In 1711, he was made Metropolitan of the Siberian city of Tobolsk on the order of Tsar Peter I, taking the place of Metropolitan Philotheos who wished to carry out missionary work among pagan tribes in remote places. After his arrival in Tobolsk Maksimovich engaged in educational and missionary activities among the local non-Christian peoples of Siberia. During his tenure the metropolitan introduced his native church customs in the region, among others inviting portrait and icon painters from Ukraine to decorate churches and monasteries in Tobolsk and Tyumen. Already during his life Maksimovich was perceived by locals as a saint, and after his death numerous wonders were said to have taken place on his grave.
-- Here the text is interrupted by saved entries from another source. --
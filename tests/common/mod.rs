//! Scripted in-memory dispenser shared by the integration tests

#![allow(dead_code)]

use std::collections::HashSet;
use std::io;
use std::sync::{Arc, Mutex};
use std::time::Duration;

use dmtable_coin_bridge_lib::config::dispenser_config::DispenserConfig;
use dmtable_coin_bridge_lib::core::serial::{
    ConnectionStatus, DeviceConnector, DeviceLink, LinkEventSender, PortSettings, TransportError,
};
use dmtable_coin_bridge_lib::core::{ConnectionManager, DispenserHandle};

#[derive(Default)]
struct Script {
    available: bool,
    open_attempts: usize,
    closes: usize,
    /// Payloads (without newline) whose next write fails once
    fail_writes: HashSet<String>,
    fail_drain: bool,
    /// Open never completes while set
    hang_opens: bool,
    /// Payloads whose next write never completes
    hang_writes: HashSet<String>,
    /// Event to raise from inside the next successful open
    close_during_open: Option<String>,
    /// Everything the device saw, in order: "open", "write 3", "drain", "close", ...
    ops: Vec<String>,
    events: Option<LinkEventSender>,
}

/// A fake dispenser. Clones share the same script.
#[derive(Clone, Default)]
pub struct MockDevice {
    script: Arc<Mutex<Script>>,
}

impl MockDevice {
    pub fn new(available: bool) -> Self {
        let device = Self::default();
        device.set_available(available);
        device
    }

    pub fn set_available(&self, available: bool) {
        self.script.lock().unwrap().available = available;
    }

    pub fn fail_next_write_of(&self, amount: u8) {
        self.script
            .lock()
            .unwrap()
            .fail_writes
            .insert(amount.to_string());
    }

    pub fn hang_opens(&self, hang: bool) {
        self.script.lock().unwrap().hang_opens = hang;
    }

    pub fn hang_next_write_of(&self, amount: u8) {
        self.script
            .lock()
            .unwrap()
            .hang_writes
            .insert(amount.to_string());
    }

    /// The next successful open reports the port closed before it returns
    pub fn close_during_next_open(&self, reason: &str) {
        self.script.lock().unwrap().close_during_open = Some(reason.to_string());
    }

    /// Event sender handed to the most recent successful open
    pub fn link_events(&self) -> LinkEventSender {
        self.script
            .lock()
            .unwrap()
            .events
            .clone()
            .expect("device was never opened")
    }

    pub fn fail_drains(&self) {
        self.script.lock().unwrap().fail_drain = true;
    }

    pub fn open_attempts(&self) -> usize {
        self.script.lock().unwrap().open_attempts
    }

    pub fn closes(&self) -> usize {
        self.script.lock().unwrap().closes
    }

    pub fn ops(&self) -> Vec<String> {
        self.script.lock().unwrap().ops.clone()
    }

    /// Amounts the device actually received
    pub fn delivered(&self) -> Vec<u8> {
        self.ops()
            .iter()
            .filter_map(|op| op.strip_prefix("write "))
            .map(|amount| amount.parse().unwrap())
            .collect()
    }

    /// Simulates the cable being pulled
    pub fn unplug(&self, reason: &str) {
        let events = {
            let mut script = self.script.lock().unwrap();
            script.available = false;
            script.events.clone()
        };
        events
            .expect("device was never opened")
            .closed(Some(reason.to_string()));
    }

    pub fn raise_error(&self, message: &str) {
        let events = self.script.lock().unwrap().events.clone();
        events.expect("device was never opened").error(message);
    }
}

#[async_trait::async_trait]
impl DeviceConnector for MockDevice {
    async fn open(
        &self,
        settings: &PortSettings,
        events: LinkEventSender,
    ) -> Result<Box<dyn DeviceLink>, TransportError> {
        let hang = {
            let mut script = self.script.lock().unwrap();
            script.open_attempts += 1;
            script.hang_opens
        };
        if hang {
            std::future::pending::<()>().await;
        }

        let mut script = self.script.lock().unwrap();
        if !script.available {
            return Err(TransportError::Open {
                path: settings.device_path.clone(),
                source: io::Error::new(io::ErrorKind::NotFound, "No such file or directory"),
            });
        }
        script.ops.push("open".to_string());
        if let Some(reason) = script.close_during_open.take() {
            events.closed(Some(reason));
        }
        script.events = Some(events);
        Ok(Box::new(MockLink {
            device: self.clone(),
        }))
    }
}

struct MockLink {
    device: MockDevice,
}

#[async_trait::async_trait]
impl DeviceLink for MockLink {
    async fn write(&mut self, bytes: &[u8]) -> Result<(), TransportError> {
        let payload = String::from_utf8(bytes.to_vec()).unwrap();
        assert!(payload.ends_with('\n'), "commands are newline terminated");
        let amount = payload.trim_end().to_string();

        let hang = {
            let mut script = self.device.script.lock().unwrap();
            let hang = script.hang_writes.remove(&amount);
            if hang {
                script.ops.push(format!("write-hung {}", amount));
            }
            hang
        };
        if hang {
            std::future::pending::<()>().await;
        }

        let mut script = self.device.script.lock().unwrap();
        if script.fail_writes.remove(&amount) {
            script.ops.push(format!("write-failed {}", amount));
            return Err(TransportError::Io(io::Error::new(
                io::ErrorKind::BrokenPipe,
                "Broken pipe",
            )));
        }
        script.ops.push(format!("write {}", amount));
        Ok(())
    }

    async fn drain(&mut self) -> Result<(), TransportError> {
        let mut script = self.device.script.lock().unwrap();
        script.ops.push("drain".to_string());
        if script.fail_drain {
            return Err(TransportError::Io(io::Error::new(
                io::ErrorKind::Other,
                "tcdrain failed",
            )));
        }
        Ok(())
    }

    async fn close(&mut self) {
        let mut script = self.device.script.lock().unwrap();
        script.closes += 1;
        script.ops.push("close".to_string());
    }
}

pub fn test_config() -> DispenserConfig {
    DispenserConfig {
        device_path: "/dev/ttyTEST0".to_string(),
        ..DispenserConfig::default()
    }
}

pub fn spawn_manager(device: &MockDevice) -> DispenserHandle {
    spawn_manager_with(test_config(), device)
}

pub fn spawn_manager_with(config: DispenserConfig, device: &MockDevice) -> DispenserHandle {
    ConnectionManager::spawn(&config, Arc::new(device.clone()))
}

/// Waits (in virtual time) until the published status satisfies `predicate`
pub async fn wait_for_status<F>(handle: &DispenserHandle, predicate: F) -> ConnectionStatus
where
    F: FnMut(&ConnectionStatus) -> bool,
{
    let mut status_rx = handle.subscribe();
    let status = tokio::time::timeout(Duration::from_secs(60), status_rx.wait_for(predicate))
        .await
        .expect("timed out waiting for status")
        .expect("connection manager stopped");
    status.clone()
}

pub async fn wait_until_connected(handle: &DispenserHandle) -> ConnectionStatus {
    wait_for_status(handle, |status| status.connected).await
}

/// Waits until the boot-time open attempt has failed
pub async fn wait_until_open_failed(handle: &DispenserHandle) -> ConnectionStatus {
    wait_for_status(handle, |status| {
        status
            .last_close_reason
            .as_deref()
            .is_some_and(|reason| reason.starts_with("open-failed"))
    })
    .await
}

pub async fn queued_amounts(handle: &DispenserHandle) -> Vec<u8> {
    handle
        .pending_commands()
        .await
        .unwrap()
        .iter()
        .map(|entry| entry.amount())
        .collect()
}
John died peacefully in 1715, inside his quarters while at prayer. John was honored as a saint in Siberia by longstanding local veneration. His canonization was supported by Rasputin. In 1916 the Russian Orthodox Church officially glorified (canonized) him for veneration throughout the church. His feast day is June 10, the anniversary of his death.

John of Tobolsk is the namesake of John of Shanghai and San Francisco, whom is his distant relative.